Published in Nature, by a team of Japanese researchers at Kyoto University, the study describes the method used to produce large quantities of early-stage sperm and egg cells from stem cells by erasing the epigenetic 'memory' that determines which genes are expressed. In future this could help people who are infertile or in same-sex couples to have a biologically-related child.

'Epigenetic reprogramming is key to making the next generation,' said developmental biologist Professor Mitinori Saitou from the Institute for the Advanced Study of Human Biology who led this research.

The team set out to bridge the gap between previous research which was able to grow mouse eggs using stem-cell-like cells generated from skin (see BioNews 1231). Crucial to the team's success was discovering that the addition of a protein called bone morphogenetic protein (BMP2) was essential to promote epigenetic reprogramming. The cells advanced one step further in their development compared to cells in cultures without added BMP2.

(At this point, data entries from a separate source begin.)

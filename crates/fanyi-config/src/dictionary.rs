use std::env;

use serde::{Deserialize, Serialize};

use crate::env_or;

fn default_max_example() -> usize {
    2
}

fn default_from_lang() -> String {
    "en".to_string()
}

fn default_to_lang() -> String {
    "zh".to_string()
}

fn default_session_refreshes() -> u32 {
    1
}

#[derive(Serialize, Deserialize, Clone)]
#[serde(default)]
pub struct DictionaryConfig {
    /// Example sentences kept per Oxford sense group
    #[serde(default = "default_max_example")]
    pub max_example: usize,
    #[serde(default = "default_from_lang")]
    pub from_lang: String,
    #[serde(default = "default_to_lang")]
    pub to_lang: String,
    /// How many times a rejected lookup may refresh the session and retry.
    /// Zero keeps the first session for the adapter's lifetime.
    #[serde(default = "default_session_refreshes")]
    pub session_refreshes: u32,
    /// Extra word-form tables merged over the embedded one
    #[serde(default)]
    pub wordforms_paths: Vec<String>,
}

impl Default for DictionaryConfig {
    fn default() -> Self {
        Self {
            max_example: default_max_example(),
            from_lang: default_from_lang(),
            to_lang: default_to_lang(),
            session_refreshes: default_session_refreshes(),
            wordforms_paths: vec![],
        }
    }
}

impl DictionaryConfig {
    pub fn new() -> Self {
        let max_example = match env_or("MAX_EXAMPLE", default_max_example()) {
            0 => default_max_example(),
            n => n,
        };

        // Comma separated list of json files
        let wordforms_paths = env::var("WORDFORMS_PATH")
            .map(|v| {
                v.split(',')
                    .map(str::trim)
                    .filter(|p| !p.is_empty())
                    .map(String::from)
                    .collect()
            })
            .unwrap_or_default();

        Self {
            max_example,
            from_lang: env::var("FROM_LANG").unwrap_or_else(|_| default_from_lang()),
            to_lang: env::var("TO_LANG").unwrap_or_else(|_| default_to_lang()),
            session_refreshes: env_or("SESSION_REFRESHES", default_session_refreshes()),
            wordforms_paths,
        }
    }
}
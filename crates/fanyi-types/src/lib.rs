mod types;

pub use types::{DEFAULT_MAX_EXAMPLE, DictionaryOptions, NormalizedRecord};
//! Small typed builder for the HTML fragments handed to the host.
//!
//! Renderers assemble a list of [`Node`]s and call [`render`] once at the
//! end, so tests can inspect structure without matching exact markup.

use std::fmt::Write;

use regex::RegexBuilder;

#[derive(Debug, Clone, PartialEq, Eq)]
pub enum Node {
    /// Plain text, escaped on render.
    ///
    /// Service text always goes through here, so an entity it already
    /// carries (`&amp;`) shows up literally instead of being decoded.
    Text(String),
    /// `<b>` emphasis around escaped text
    Bold(String),
    Span {
        class: &'static str,
        children: Vec<Node>,
    },
    /// `<ul class>` with one `<li class>` per item
    List {
        class: &'static str,
        item_class: &'static str,
        items: Vec<Vec<Node>>,
    },
    /// `<style>` block, emitted verbatim
    Style(&'static str),
}

impl Node {
    pub fn text(text: impl Into<String>) -> Self {
        Node::Text(text.into())
    }

    pub fn span(class: &'static str, children: Vec<Node>) -> Self {
        Node::Span { class, children }
    }

    /// Span holding a single run of text
    pub fn text_span(class: &'static str, text: impl Into<String>) -> Self {
        Node::Span {
            class,
            children: vec![Node::text(text)],
        }
    }

    pub fn list(class: &'static str, item_class: &'static str, items: Vec<Vec<Node>>) -> Self {
        Node::List {
            class,
            item_class,
            items,
        }
    }

    fn write_to(&self, out: &mut String) {
        match self {
            Node::Text(text) => out.push_str(&html_escape::encode_text(text)),
            Node::Bold(text) => {
                out.push_str("<b>");
                out.push_str(&html_escape::encode_text(text));
                out.push_str("</b>");
            }
            Node::Span { class, children } => {
                let _ = write!(out, "<span class=\"{class}\">");
                for child in children {
                    child.write_to(out);
                }
                out.push_str("</span>");
            }
            Node::List {
                class,
                item_class,
                items,
            } => {
                let _ = write!(out, "<ul class=\"{class}\">");
                for item in items {
                    let _ = write!(out, "<li class=\"{item_class}\">");
                    for child in item {
                        child.write_to(out);
                    }
                    out.push_str("</li>");
                }
                out.push_str("</ul>");
            }
            Node::Style(css) => {
                out.push_str("<style>");
                out.push_str(css);
                out.push_str("</style>");
            }
        }
    }
}

/// Render nodes to a single markup string
pub fn render(nodes: &[Node]) -> String {
    let mut out = String::new();
    for node in nodes {
        node.write_to(&mut out);
    }
    out
}

/// Split `text` so every case-insensitive occurrence of `word` is bold.
///
/// Matching is by substring, so `run` also highlights inside `runner`.
/// Matched text keeps its original casing.
pub fn highlight(text: &str, word: &str) -> Vec<Node> {
    if word.is_empty() {
        return vec![Node::text(text)];
    }

    let Ok(pattern) = RegexBuilder::new(&regex::escape(word))
        .case_insensitive(true)
        .build()
    else {
        return vec![Node::text(text)];
    };

    let mut nodes = Vec::new();
    let mut last = 0;
    for found in pattern.find_iter(text) {
        if found.start() > last {
            nodes.push(Node::text(&text[last..found.start()]));
        }
        nodes.push(Node::Bold(found.as_str().to_string()));
        last = found.end();
    }
    if last < text.len() {
        nodes.push(Node::text(&text[last..]));
    }
    nodes
}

'The results of this research are an important milestone in clarifying the mechanism of human germ cell development and the promotion of research on the in vitro development of human germ cells,' the researchers said.

After this epigenetic reprogramming, the cells' development stopped and Professor Saitou acknowledged that there are still further steps to be taken to perfect this process. The researchers also found that in the cells the reprogramming was incomplete. This could have serious consequences if such cells were used for reproduction, highlighting the need for discussion on how to conduct this type of biomedical research safely and ethically.

'This involves many technical problems and ethical questions, and that is still a long way off. But in mice it has already been possible to fertilise an egg cell obtained in this way with a natural sperm cell,' commented Dr Arend Overeem, a stem cell biologist at the Leiden University Medical Centre who was not involved in the study (see BioNews 1104).

Understanding how eggs and sperm develop can provide researchers with insights into some causes of infertility. It also opens up possibilities for creating sperm and egg cells in a lab in future, which could significantly advance reproductive medicine and aid individuals with fertility issues.